Check Point Research: Vulnerabilities in Chess.com could Expose users to Potential Cheating
March 2023 by Check Point Research (CPR)
Check Point Research (CPR) identified security vulnerabilities in the Chess.com platform. Left unpatched, an attacker can use the security flaws to cheat in chess games and solve games without playing. CPR outlines the exploitation methodology and publishes a technical analysis of the vulnerabilities.
• Chess.com boasts over 100M players worldwide
• Prizes can reach up to $1M
• CPR reports findings to Chess.com, who subsequently issued a security patch
Check Point Research (CPR) identified multiple vulnerabilities in the chess.com platform. Left unpatched, an attacker can use the security flaws to cheat in chess games and solve puzzles, without even playing.
Exploitation of the vulnerabilities is triggered by manipulating both the Chess Game API and Puzzle-solving API of the Chess.com platform. CPR was able to decrease an opponent’s time and win games, as well as extract successful chess moves to solve online puzzle ratings.
Chess.com boasts over 100M players worldwide, and prizes can reach up to $1M.
CPR outlined the attack methodology as follows:
1. The attacker starts a chess game with somebody he added to his friend list before or during the game
2. By adding a player to the friend list, the attacker opens the adjustclock API request which allows him to give the opponent extra 15 seconds
3. Attacker manipulates the adjustclock API to ZERO the opponent’s clock and wins the game without the opponent’s notice
CPR responsibly disclosed its findings to Chess.com, who subsequently issued a patch.

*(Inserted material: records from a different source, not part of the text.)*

#[cfg(test)]
mod tests {
    use super::*;
    use crate::store::{FileUpsert, NewCommit, NewLfsHistory, NewUser};

    fn store() -> SqliteStore {
        let store = SqliteStore::open_in_memory().unwrap();
        store.initialize().unwrap();
        store
    }

    fn user(store: &SqliteStore, name: &str, is_org: bool) -> User {
        store
            .create_user(&NewUser {
                username: name,
                email: None,
                password_hash: None,
                is_org,
                private_quota_bytes: None,
                public_quota_bytes: None,
            })
            .unwrap()
    }

    fn repo(store: &SqliteStore, owner: &User, name: &str) -> Repository {
        store
            .create_repository(RepoType::Model, &owner.username, name, false, owner.id)
            .unwrap()
    }

    #[test]
    fn user_uniqueness_is_normalized() {
        let store = store();
        user(&store, "My-Name", false);
        assert!(store.normalized_name_exists("myname").unwrap());
        assert!(!store.normalized_name_exists("other").unwrap());
        // "my_name" normalizes to the same value and must collide.
        assert!(
            store
                .create_user(&NewUser {
                    username: "my_name",
                    email: None,
                    password_hash: None,
                    is_org: false,
                    private_quota_bytes: None,
                    public_quota_bytes: None,
                })
                .is_err()
        );
    }

    #[test]
    fn repository_unique_per_type() {
        let store = store();
        let alice = user(&store, "alice", false);
        repo(&store, &alice, "m1");
        assert!(
            store
                .create_repository(RepoType::Model, "alice", "m1", false, alice.id)
                .is_err()
        );
        // Same name, different type is fine.
        store
            .create_repository(RepoType::Dataset, "alice", "m1", false, alice.id)
            .unwrap();
    }

    #[test]
    fn upsert_file_updates_and_resurrects() {
        let store = store();
        let alice = user(&store, "alice", false);
        let r = repo(&store, &alice, "m1");

        let f = store
            .upsert_file(&FileUpsert {
                repository: r.id,
                path_in_repo: "a.txt",
                size: 5,
                sha256: "aaaa",
                lfs: false,
                owner: alice.id,
            })
            .unwrap();
        assert!(!f.is_deleted);

        store.mark_file_deleted(r.id, "a.txt").unwrap();
        let f = store.get_file(r.id, "a.txt").unwrap().unwrap();
        assert!(f.is_deleted);

        let f = store
            .upsert_file(&FileUpsert {
                repository: r.id,
                path_in_repo: "a.txt",
                size: 6,
                sha256: "bbbb",
                lfs: true,
                owner: alice.id,
            })
            .unwrap();
        assert!(!f.is_deleted);
        assert_eq!(f.sha256, "bbbb");
        assert!(f.lfs);
        // Row id preserved across the rewrite.
        assert_eq!(
            store.get_file(r.id, "a.txt").unwrap().unwrap().id,
            f.id
        );
    }

    #[test]
    fn folder_tombstone_respects_prefix() {
        let store = store();
        let alice = user(&store, "alice", false);
        let r = repo(&store, &alice, "m1");
        for path in ["dir/a.txt", "dir/b.txt", "dir2/c.txt"] {
            store
                .upsert_file(&FileUpsert {
                    repository: r.id,
                    path_in_repo: path,
                    size: 1,
                    sha256: "x",
                    lfs: false,
                    owner: alice.id,
                })
                .unwrap();
        }
        let updated = store.mark_folder_deleted(r.id, "dir/").unwrap();
        assert_eq!(updated, 2);
        assert_eq!(store.list_active_files(r.id).unwrap().len(), 1);
    }

    #[test]
    fn cascade_delete_clears_dependents() {
        let store = store();
        let alice = user(&store, "alice", false);
        let r = repo(&store, &alice, "m1");
        let f = store
            .upsert_file(&FileUpsert {
                repository: r.id,
                path_in_repo: "w.bin",
                size: 10,
                sha256: "cafe",
                lfs: true,
                owner: alice.id,
            })
            .unwrap();
        store
            .insert_lfs_history(&NewLfsHistory {
                repository: r.id,
                file: Some(f.id),
                path_in_repo: "w.bin",
                sha256: "cafe",
                size: 10,
                commit_id: "c1",
            })
            .unwrap();
        store
            .create_commit_record(&NewCommit {
                commit_id: "c1",
                repository: r.id,
                repo_type: RepoType::Model,
                branch: "main",
                author: alice.id,
                username: "alice",
                message: "init",
                description: "",
            })
            .unwrap();

        assert!(store.delete_repository(r.id).unwrap());
        assert!(store.get_file(r.id, "w.bin").unwrap().is_none());
        assert_eq!(store.count_lfs_history("cafe", None).unwrap(), 0);
        assert!(store.get_commit_record(r.id, "c1").unwrap().is_none());
    }

    #[test]
    fn hard_delete_keeps_history_with_nulled_file_pointer() {
        let store = store();
        let alice = user(&store, "alice", false);
        let r = repo(&store, &alice, "m1");

        for path in ["keep.bin", "dropped.bin"] {
            let f = store
                .upsert_file(&FileUpsert {
                    repository: r.id,
                    path_in_repo: path,
                    size: 10,
                    sha256: "cafe",
                    lfs: true,
                    owner: alice.id,
                })
                .unwrap();
            store
                .insert_lfs_history(&NewLfsHistory {
                    repository: r.id,
                    file: Some(f.id),
                    path_in_repo: path,
                    sha256: "cafe",
                    size: 10,
                    commit_id: "c1",
                })
                .unwrap();
        }

        // Sync after a reset removes paths not in the new tree; the history
        // rows they anchor must survive.
        let removed = store
            .delete_files_not_in(r.id, &["keep.bin".to_string()])
            .unwrap();
        assert_eq!(removed, 1);
        assert!(store.get_file(r.id, "dropped.bin").unwrap().is_none());

        let history = store
            .list_lfs_history_for_path(r.id, "dropped.bin")
            .unwrap();
        assert_eq!(history.len(), 1);
        assert_eq!(history[0].file, None);

        // The revert/merge path hard-deletes by explicit path list.
        let removed = store
            .delete_files_in(r.id, &["keep.bin".to_string()])
            .unwrap();
        assert_eq!(removed, 1);
        let history = store.list_lfs_history_for_path(r.id, "keep.bin").unwrap();
        assert_eq!(history.len(), 1);
        assert_eq!(history[0].file, None);
    }

    #[test]
    fn usage_accounting() {
        let store = store();
        let alice = user(&store, "alice", false);
        store.add_user_usage(alice.id, 100, false).unwrap();
        store.add_user_usage(alice.id, -40, false).unwrap();
        let alice = store.get_user_by_id(alice.id).unwrap().unwrap();
        assert_eq!(alice.public_used_bytes, 60);
        // Never goes negative.
        store.add_user_usage(alice.id, -1000, false).unwrap();
        let alice = store.get_user_by_id(alice.id).unwrap().unwrap();
        assert_eq!(alice.public_used_bytes, 0);
    }

    #[test]
    fn lfs_history_ordering_newest_first() {
        let store = store();
        let alice = user(&store, "alice", false);
        let r = repo(&store, &alice, "m1");
        for (oid, commit) in [("o1", "c1"), ("o2", "c2"), ("o1", "c3")] {
            store
                .insert_lfs_history(&NewLfsHistory {
                    repository: r.id,
                    file: None,
                    path_in_repo: "w.bin",
                    sha256: oid,
                    size: 1,
                    commit_id: commit,
                })
                .unwrap();
        }
        let history = store.list_lfs_history_for_path(r.id, "w.bin").unwrap();
        assert_eq!(history.len(), 3);
        assert_eq!(history[0].commit_id, "c3");
        assert_eq!(history[2].commit_id, "c1");
    }
}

Oded Vanunu, Head of Products Vulnerabilities Research at Check Point Research:
“We have found multiple vulnerabilities in the Chess.com platform that allows an attacker to cheat in chess games and solve puzzles without even playing. There are more than 100 million players at Chess.com, so winning a game by cheating can decrease overall scores while increasing the scores of the attackers. Potentially attackers could have exploited the vulnerabilities to grab the prizes."